-- RECORDS FOR THE TASK follows --

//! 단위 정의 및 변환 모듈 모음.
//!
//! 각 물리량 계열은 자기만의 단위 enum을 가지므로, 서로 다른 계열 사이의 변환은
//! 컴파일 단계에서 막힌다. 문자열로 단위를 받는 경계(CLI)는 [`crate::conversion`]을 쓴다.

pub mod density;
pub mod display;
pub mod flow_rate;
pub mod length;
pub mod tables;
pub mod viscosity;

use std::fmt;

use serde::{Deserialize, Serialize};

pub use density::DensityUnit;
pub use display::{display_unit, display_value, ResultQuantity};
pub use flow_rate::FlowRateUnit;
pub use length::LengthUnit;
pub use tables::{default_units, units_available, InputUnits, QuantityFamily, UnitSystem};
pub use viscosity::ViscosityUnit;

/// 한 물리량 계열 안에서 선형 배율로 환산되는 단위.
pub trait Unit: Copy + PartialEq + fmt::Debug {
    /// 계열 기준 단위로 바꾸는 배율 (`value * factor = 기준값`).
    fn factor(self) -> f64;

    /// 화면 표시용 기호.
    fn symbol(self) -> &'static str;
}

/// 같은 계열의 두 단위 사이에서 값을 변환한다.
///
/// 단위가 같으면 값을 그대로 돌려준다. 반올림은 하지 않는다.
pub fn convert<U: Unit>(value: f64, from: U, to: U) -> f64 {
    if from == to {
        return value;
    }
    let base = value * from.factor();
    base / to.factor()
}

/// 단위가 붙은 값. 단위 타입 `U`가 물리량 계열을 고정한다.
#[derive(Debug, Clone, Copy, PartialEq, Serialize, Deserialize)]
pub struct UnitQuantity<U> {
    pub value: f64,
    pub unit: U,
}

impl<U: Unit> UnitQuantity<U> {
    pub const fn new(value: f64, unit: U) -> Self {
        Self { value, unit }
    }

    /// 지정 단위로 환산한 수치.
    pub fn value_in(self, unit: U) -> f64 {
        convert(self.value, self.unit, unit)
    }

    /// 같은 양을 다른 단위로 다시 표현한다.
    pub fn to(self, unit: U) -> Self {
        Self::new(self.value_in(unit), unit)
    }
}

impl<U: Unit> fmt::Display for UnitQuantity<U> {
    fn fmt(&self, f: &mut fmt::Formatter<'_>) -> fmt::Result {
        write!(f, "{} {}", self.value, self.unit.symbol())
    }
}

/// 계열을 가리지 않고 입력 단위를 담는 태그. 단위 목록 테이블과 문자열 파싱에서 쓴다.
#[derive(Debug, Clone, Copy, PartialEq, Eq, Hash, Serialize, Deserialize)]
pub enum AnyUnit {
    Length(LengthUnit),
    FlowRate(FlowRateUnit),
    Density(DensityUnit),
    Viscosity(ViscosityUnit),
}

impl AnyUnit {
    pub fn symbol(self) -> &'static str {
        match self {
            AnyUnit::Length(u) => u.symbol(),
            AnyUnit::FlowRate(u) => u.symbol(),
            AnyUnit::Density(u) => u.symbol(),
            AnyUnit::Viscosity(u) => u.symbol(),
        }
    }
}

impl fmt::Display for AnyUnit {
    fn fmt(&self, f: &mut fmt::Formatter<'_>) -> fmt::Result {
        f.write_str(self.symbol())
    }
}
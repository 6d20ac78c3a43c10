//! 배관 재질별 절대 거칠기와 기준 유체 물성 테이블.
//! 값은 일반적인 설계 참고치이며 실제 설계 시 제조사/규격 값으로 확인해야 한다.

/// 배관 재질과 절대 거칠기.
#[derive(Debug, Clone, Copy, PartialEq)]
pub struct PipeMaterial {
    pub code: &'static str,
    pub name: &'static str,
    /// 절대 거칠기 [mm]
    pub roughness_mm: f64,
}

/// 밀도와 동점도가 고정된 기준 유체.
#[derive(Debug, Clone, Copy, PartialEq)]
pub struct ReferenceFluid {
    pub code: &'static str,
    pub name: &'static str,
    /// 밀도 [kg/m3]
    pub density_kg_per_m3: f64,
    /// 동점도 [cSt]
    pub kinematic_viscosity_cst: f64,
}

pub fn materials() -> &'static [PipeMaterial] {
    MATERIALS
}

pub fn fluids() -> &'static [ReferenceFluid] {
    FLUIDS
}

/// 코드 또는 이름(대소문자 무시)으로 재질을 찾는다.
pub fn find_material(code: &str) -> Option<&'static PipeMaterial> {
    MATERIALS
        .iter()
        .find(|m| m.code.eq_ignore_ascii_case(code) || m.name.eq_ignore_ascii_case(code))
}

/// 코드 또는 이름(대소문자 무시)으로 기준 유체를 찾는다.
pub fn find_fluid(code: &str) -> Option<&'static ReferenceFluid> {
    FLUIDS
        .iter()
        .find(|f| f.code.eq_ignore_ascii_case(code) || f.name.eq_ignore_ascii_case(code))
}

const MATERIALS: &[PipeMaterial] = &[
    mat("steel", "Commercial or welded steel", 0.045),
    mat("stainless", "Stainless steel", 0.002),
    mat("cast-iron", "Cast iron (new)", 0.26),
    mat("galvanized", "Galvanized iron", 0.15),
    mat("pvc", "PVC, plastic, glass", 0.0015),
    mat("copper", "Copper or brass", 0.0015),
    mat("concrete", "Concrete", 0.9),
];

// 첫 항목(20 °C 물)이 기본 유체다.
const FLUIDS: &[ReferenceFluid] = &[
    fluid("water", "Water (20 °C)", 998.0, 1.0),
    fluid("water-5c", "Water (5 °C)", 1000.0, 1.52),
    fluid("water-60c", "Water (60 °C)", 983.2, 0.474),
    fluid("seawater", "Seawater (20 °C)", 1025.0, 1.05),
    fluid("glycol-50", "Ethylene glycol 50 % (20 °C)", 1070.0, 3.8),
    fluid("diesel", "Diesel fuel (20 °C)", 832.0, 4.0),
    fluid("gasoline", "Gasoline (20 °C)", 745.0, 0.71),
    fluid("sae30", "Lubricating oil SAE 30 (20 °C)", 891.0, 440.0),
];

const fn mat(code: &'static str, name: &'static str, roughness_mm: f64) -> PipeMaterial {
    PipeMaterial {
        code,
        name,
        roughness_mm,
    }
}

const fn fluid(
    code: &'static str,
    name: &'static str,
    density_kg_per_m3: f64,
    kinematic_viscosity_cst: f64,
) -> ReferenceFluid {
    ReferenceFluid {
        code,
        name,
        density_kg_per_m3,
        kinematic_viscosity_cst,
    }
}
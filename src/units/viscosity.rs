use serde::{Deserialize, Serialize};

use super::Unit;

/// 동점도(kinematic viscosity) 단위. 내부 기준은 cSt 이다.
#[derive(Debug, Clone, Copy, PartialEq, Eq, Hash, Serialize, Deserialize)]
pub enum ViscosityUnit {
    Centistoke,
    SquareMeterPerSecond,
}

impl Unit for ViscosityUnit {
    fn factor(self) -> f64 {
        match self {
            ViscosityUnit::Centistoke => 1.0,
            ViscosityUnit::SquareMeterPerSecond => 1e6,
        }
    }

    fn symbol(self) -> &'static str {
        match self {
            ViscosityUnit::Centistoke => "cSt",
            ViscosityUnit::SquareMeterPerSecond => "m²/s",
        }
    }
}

-- RECORDS FOR THE TASK concluded --

▶ _WHAT TO DO_: Filter the records for the word "convert" and show every line that has it.

▶ _RESULT FOR THIS EXERCISE_:
pub fn convert<U: Unit>(value: f64, from: U, to: U) -> f64 {
        convert(self.value, self.unit, unit)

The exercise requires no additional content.